Baptiste D C, Powell K J, Jollimore C A B, Hamilton C, LeVatte T L, Archibald M L, Chauhan B C, Robertson G S, Kelly M E M
Laboratory for Retina and Optic Nerve Research, Dalhousie University, Halifax, Nova Scotia, Canada B3H 4H7.
Neuroscience. 2005;134(2):575-82. doi: 10.1016/j.neuroscience.2005.04.011.
In the present study, we compared the in vivo neuroprotective efficacy of intraperitoneally administered tetracycline and minocycline to enhance the survival of retinal ganglion cells (RGCs) following unilateral axotomy of the adult rat optic nerve. We also examined the effects of the tetracycline drugs on the activation of retinal microglia. RGCs in retinal whole-mounts were visualized by retrograde labeling with fluorogold. The presence of activated microglia was confirmed immunohistochemically using OX-42 monoclonal antibodies. Optic nerve axotomy produced RGC death and increased activation of microglia. No significant RGC loss was seen prior to 5 days and approximately 50% and 80-90% cell loss occurred at 7 and 14 days, respectively. Examination of the effects of tetracycline and minocycline on RGC survival at 7 days post-axotomy, revealed increased numbers of RGCs in minocycline-treated animals (75% of non-axotomized control) compared with vehicle-only (52% of control) and tetracycline-treated (58% of control) animals. The densities of RGCs (RGCs/mm2+/-S.D.) for control, vehicle-, tetracycline- and minocycline-treated axotomized animals were 1996+/-81, 1029+/-186, 1158+/-190 and 1497+/-312, respectively. The neuroprotective effect of minocycline seen at 7 days was transient, since RGCs present in minocycline-treated animals at 14 days post-axotomy (281+/-43, 14% of control) were not significantly different to vehicle-treated animals (225+/-47, 11% of control). OX-42 staining of activated retinal microglia was reduced in tetracycline- and minocycline-treated axotomized animals compared with axotomized animals receiving vehicle-only. These results demonstrate that systemic administration of the second-generation tetracycline derivative, minocycline, delays the death of axotomized RGCs by a mechanism that may be associated with inhibition of microglia activation. The neuroprotective efficacy of minocycline following optic nerve axotomy was superior to that of tetracycline.

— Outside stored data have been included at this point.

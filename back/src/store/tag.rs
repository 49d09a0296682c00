use std::collections::HashMap;

use chrono::Utc;
use sqlx::{FromRow, SqliteConnection};
use todo_api::v1::{NewTag, Pagination, Tag, TagUpdate, TagWithTodos, Todo};

use super::touched;

#[derive(FromRow)]
struct TaggedTodo {
    tag_id: i64,
    #[sqlx(flatten)]
    todo: Todo,
}

/// Fails with a unique violation if the name is taken.
pub async fn create(conn: &mut SqliteConnection, new: NewTag) -> sqlx::Result<TagWithTodos> {
    let now = Utc::now();
    let id = sqlx::query("INSERT INTO tags (name, created_at, updated_at) VALUES (?, ?, ?)")
        .bind(&new.name)
        .bind(now)
        .bind(now)
        .execute(&mut *conn)
        .await?
        .last_insert_rowid();

    Ok(TagWithTodos {
        tag: Tag {
            id,
            name: new.name,
            created_at: now,
            updated_at: now,
        },
        todos: Vec::new(),
    })
}

pub async fn get_by_id(conn: &mut SqliteConnection, id: i64) -> sqlx::Result<Option<TagWithTodos>> {
    let Some(tag) = find(conn, id).await? else {
        return Ok(None);
    };
    let todos = todos_of(conn, id).await?;

    Ok(Some(TagWithTodos { tag, todos }))
}

pub async fn find_by_name(conn: &mut SqliteConnection, name: &str) -> sqlx::Result<Option<Tag>> {
    sqlx::query_as::<_, Tag>("SELECT id, name, created_at, updated_at FROM tags WHERE name = ?")
        .bind(name)
        .fetch_optional(&mut *conn)
        .await
}

pub async fn list(conn: &mut SqliteConnection, page: Pagination) -> sqlx::Result<Vec<TagWithTodos>> {
    let limit = i64::from(page.limit);
    let skip = i64::from(page.skip);

    let tags = sqlx::query_as::<_, Tag>(
        "SELECT id, name, created_at, updated_at FROM tags ORDER BY id LIMIT ? OFFSET ?",
    )
    .bind(limit)
    .bind(skip)
    .fetch_all(&mut *conn)
    .await?;

    let rows = sqlx::query_as::<_, TaggedTodo>(
        "SELECT todo_tags.tag_id AS tag_id, todo.id AS id, todo.content AS content, \
                todo.completed AS completed, todo.deadline AS deadline, \
                todo.created_at AS created_at, todo.updated_at AS updated_at \
         FROM todo_tags JOIN todo ON todo.id = todo_tags.todo_id \
         WHERE todo_tags.tag_id IN (SELECT id FROM tags ORDER BY id LIMIT ? OFFSET ?) \
         ORDER BY todo.id",
    )
    .bind(limit)
    .bind(skip)
    .fetch_all(&mut *conn)
    .await?;

    let mut todos: HashMap<i64, Vec<Todo>> = HashMap::new();
    for row in rows {
        todos.entry(row.tag_id).or_default().push(row.todo);
    }

    Ok(tags
        .into_iter()
        .map(|tag| TagWithTodos {
            todos: todos.remove(&tag.id).unwrap_or_default(),
            tag,
        })
        .collect())
}

pub async fn update(
    conn: &mut SqliteConnection,
    id: i64,
    update: TagUpdate,
) -> sqlx::Result<Option<TagWithTodos>> {
    let Some(mut tag) = find(conn, id).await? else {
        return Ok(None);
    };

    update.merge_into(&mut tag);
    tag.updated_at = touched(tag.updated_at);

    sqlx::query("UPDATE tags SET name = ?, updated_at = ? WHERE id = ?")
        .bind(&tag.name)
        .bind(tag.updated_at)
        .bind(id)
        .execute(&mut *conn)
        .await?;

    let todos = todos_of(conn, id).await?;

    Ok(Some(TagWithTodos { tag, todos }))
}

pub async fn delete(conn: &mut SqliteConnection, id: i64) -> sqlx::Result<Option<i64>> {
    let result = sqlx::query("DELETE FROM tags WHERE id = ?")
        .bind(id)
        .execute(&mut *conn)
        .await?;

    Ok((result.rows_affected() > 0).then_some(id))
}

pub(super) async fn exists(conn: &mut SqliteConnection, id: i64) -> sqlx::Result<bool> {
    let found: Option<i64> = sqlx::query_scalar("SELECT id FROM tags WHERE id = ?")
        .bind(id)
        .fetch_optional(&mut *conn)
        .await?;

    Ok(found.is_some())
}

async fn find(conn: &mut SqliteConnection, id: i64) -> sqlx::Result<Option<Tag>> {
    sqlx::query_as::<_, Tag>("SELECT id, name, created_at, updated_at FROM tags WHERE id = ?")
        .bind(id)
        .fetch_optional(&mut *conn)
        .await
}

async fn todos_of(conn: &mut SqliteConnection, tag_id: i64) -> sqlx::Result<Vec<Todo>> {
    sqlx::query_as::<_, Todo>(
        "SELECT todo.id AS id, todo.content AS content, todo.completed AS completed, \
                todo.deadline AS deadline, todo.created_at AS created_at, \
                todo.updated_at AS updated_at \
         FROM todo_tags JOIN todo ON todo.id = todo_tags.todo_id \
         WHERE todo_tags.tag_id = ? ORDER BY todo.id",
    )
    .bind(tag_id)
    .fetch_all(&mut *conn)
    .await
}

在本研究中,我们比较了腹腔注射四环素和米诺环素对成年大鼠视神经单侧切断后提高视网膜神经节细胞(RGCs)存活率的体内神经保护效果。我们还研究了四环素类药物对视网膜小胶质细胞激活的影响。通过用荧光金逆行标记对视网膜铺片中的RGCs进行可视化。使用OX - 42单克隆抗体通过免疫组织化学法确认活化小胶质细胞的存在。视神经切断导致RGCs死亡并增加小胶质细胞的激活。在5天之前未观察到明显的RGCs丢失,在7天和14天时分别发生约50%和80 - 90%的细胞丢失。在视神经切断后7天检查四环素和米诺环素对RGCs存活的影响,发现与仅接受载体处理(对照组的52%)和四环素处理(对照组的58%)的动物相比,米诺环素处理的动物中RGCs数量增加(非切断对照组的75%)。对照组、载体处理组、四环素处理组和米诺环素处理组的切断动物的RGCs密度(RGCs/mm²±标准差)分别为1996±81、1029±186、1158±190和1497±312。米诺环素在7天时观察到的神经保护作用是短暂的,因为在视神经切断后14天米诺环素处理的动物中存在的RGCs(281±43,对照组的14%)与载体处理的动物(225±47,对照组的11%)没有显著差异。与仅接受载体处理的切断动物相比,四环素和米诺环素处理的切断动物中活化视网膜小胶质细胞的OX - 42染色减少。这些结果表明,第二代四环素衍生物米诺环素的全身给药通过一种可能与抑制小胶质细胞激活相关的机制延迟了切断的RGCs的死亡。视神经切断后米诺环素的神经保护效果优于四环素。